Their diplomatic interventions, largely behind closed doors, appear to have bought time, even if only temporarily. Iran, for its part, presents itself as a state under siege, facing what its leaders describe as a hybrid war waged through sanctions, information campaigns and covert action. The restoration, even partial, of internet services after prolonged shutdowns suggests an attempt to project normalcy, while official statements emphasize sovereignty and resilience. Yet assertions of control cannot obscure the underlying economic distress. Inflation and unemployment are not conspiracies engineered abroad; they are lived realities for millions of Iranians. Suppressing protests may restore order on the streets, but it does little to address the causes that drove people there.
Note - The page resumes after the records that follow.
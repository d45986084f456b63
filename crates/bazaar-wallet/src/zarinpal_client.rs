//! HTTP client for Zarinpal's payment REST endpoints.
//!
//! Two calls: `request_payment` obtains an authority before redirecting the
//! shopper to the gateway, `verify_payment` settles a confirmed callback.
//! The gateway reports failures by swapping the `data` object for an empty
//! array and filling `errors`, so responses are read as raw JSON rather
//! than a fixed wire struct.

use std::time::Duration;

use serde_json::Value;
use thiserror::Error;

use crate::config::ZarinpalSettings;

const PRODUCTION_BASE: &str = "https://payment.zarinpal.com";
const SANDBOX_BASE: &str = "https://sandbox.zarinpal.com";

/// Gateway call success code.
const CODE_OK: i64 = 100;
/// Verification repeated for an already-settled authority.
const CODE_ALREADY_VERIFIED: i64 = 101;

#[derive(Debug, Error)]
pub enum GatewayError {
    #[error("gateway request failed: {0}")]
    Http(String),

    #[error("gateway rejected the transaction (code {code})")]
    Rejected { code: i64 },

    #[error("unexpected gateway response: {0}")]
    InvalidResponse(String),
}

/// Outcome of a payment request: the authority plus the URL to send the
/// shopper to.
#[derive(Debug, Clone)]
pub struct PaymentIntent {
    pub authority: String,
    pub redirect_url: String,
}

/// Outcome of a successful verification.
#[derive(Debug, Clone)]
pub struct SettledPayment {
    pub ref_id: i64,
    /// The gateway had already settled this authority (code 101). Treated as
    /// success so callback retries stay idempotent.
    pub already_verified: bool,
}

pub struct ZarinpalClient {
    http: reqwest::Client,
    merchant_id: String,
    callback_url: String,
    base: &'static str,
}

impl ZarinpalClient {
    pub fn new(settings: &ZarinpalSettings) -> Self {
        ZarinpalClient {
            http: reqwest::Client::new(),
            merchant_id: settings.merchant_id.clone(),
            callback_url: settings.callback_url.clone(),
            base: if settings.sandbox {
                SANDBOX_BASE
            } else {
                PRODUCTION_BASE
            },
        }
    }

    /// Gateway page the shopper is redirected to for a given authority.
    pub fn start_pay_url(&self, authority: &str) -> String {
        format!("{}/pg/StartPay/{authority}", self.base)
    }

    /// Ask the gateway for an authority covering `amount` rials.
    pub async fn request_payment(
        &self,
        amount: i64,
        description: &str,
    ) -> Result<PaymentIntent, GatewayError> {
        let url = format!("{}/pg/v4/payment/request.json", self.base);
        let body = serde_json::json!({
            "merchant_id": self.merchant_id,
            "amount": amount,
            "callback_url": self.callback_url,
            "description": description,
        });

        let resp = self
            .http
            .post(&url)
            .json(&body)
            .timeout(Duration::from_secs(30))
            .send()
            .await
            .map_err(|e| GatewayError::Http(e.to_string()))?;

        let envelope: Value = resp
            .json()
            .await
            .map_err(|e| GatewayError::InvalidResponse(e.to_string()))?;

        let authority = parse_request_response(&envelope)?;
        let redirect_url = self.start_pay_url(&authority);
        Ok(PaymentIntent {
            authority,
            redirect_url,
        })
    }

    /// Settle a confirmed callback: ask the gateway whether `authority` was
    /// actually paid for `amount` rials.
    pub async fn verify_payment(
        &self,
        authority: &str,
        amount: i64,
    ) -> Result<SettledPayment, GatewayError> {
        let url = format!("{}/pg/v4/payment/verify.json", self.base);
        let body = serde_json::json!({
            "merchant_id": self.merchant_id,
            "amount": amount,
            "authority": authority,
        });

        let resp = self
            .http
            .post(&url)
            .json(&body)
            .timeout(Duration::from_secs(30))
            .send()
            .await
            .map_err(|e| GatewayError::Http(e.to_string()))?;

        let envelope: Value = resp
            .json()
            .await
            .map_err(|e| GatewayError::InvalidResponse(e.to_string()))?;

        parse_verify_response(&envelope)
    }
}

fn gateway_code(envelope: &Value) -> Option<i64> {
    envelope
        .get("data")
        .and_then(|d| d.get("code"))
        .and_then(Value::as_i64)
}

fn error_code(envelope: &Value) -> Option<i64> {
    envelope
        .get("errors")
        .and_then(|e| e.get("code"))
        .and_then(Value::as_i64)
}

fn parse_request_response(envelope: &Value) -> Result<String, GatewayError> {
    match gateway_code(envelope) {
        Some(CODE_OK) => envelope["data"]["authority"]
            .as_str()
            .map(str::to_string)
            .ok_or_else(|| {
                GatewayError::InvalidResponse("missing authority in success response".to_string())
            }),
        Some(code) => Err(GatewayError::Rejected { code }),
        None => match error_code(envelope) {
            Some(code) => Err(GatewayError::Rejected { code }),
            None => Err(GatewayError::InvalidResponse(
                "response carries neither data.code nor errors.code".to_string(),
            )),
        },
    }
}

fn parse_verify_response(envelope: &Value) -> Result<SettledPayment, GatewayError> {
    match gateway_code(envelope) {
        Some(code @ (CODE_OK | CODE_ALREADY_VERIFIED)) => {
            let ref_id = envelope["data"]["ref_id"].as_i64().ok_or_else(|| {
                GatewayError::InvalidResponse("missing ref_id in success response".to_string())
            })?;
            Ok(SettledPayment {
                ref_id,
                already_verified: code == CODE_ALREADY_VERIFIED,
            })
        }
        Some(code) => Err(GatewayError::Rejected { code }),
        None => match error_code(envelope) {
            Some(code) => Err(GatewayError::Rejected { code }),
            None => Err(GatewayError::InvalidResponse(
                "response carries neither data.code nor errors.code".to_string(),
            )),
        },
    }
}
The risk is that continued confrontation, whether through sanctions or military threats, will entrench the very dynamics that hardliners on all sides claim to oppose. Iran’s leadership has long argued that hostility from the United States and its allies justifies a securitized state and limits political openness. Conversely, Western policymakers point to repression and regional interventions as reasons for maintaining pressure. This circular logic leaves little room for the kind of diplomatic engagement that might gradually alter behavior and rebuild trust. Pakistan’s insistence on diplomacy reflects a broader regional instinct that escalation serves no one. Even states deeply wary of Iran’s regional role prefer managed rivalry to open conflict.
Oman’s efforts to facilitate dialogue between Tehran and Washington, and Qatar’s quiet mediation, are examples of pragmatic diplomacy rooted in self-interest. They recognize that stability, however imperfect, is preferable to chaos. There is also a wider lesson here about the limits of coercion. Decades of sanctions have not produced political transformation in Iran, but they have weakened the economy and hardened nationalist sentiment. Military action, were it to occur, would likely unify the population behind the state, at least temporarily, and devastate an already fragile region. Diplomacy does not guarantee success, but it preserves space for outcomes other than disaster. For Pakistan, advocating dialogue is consistent with its own experiences.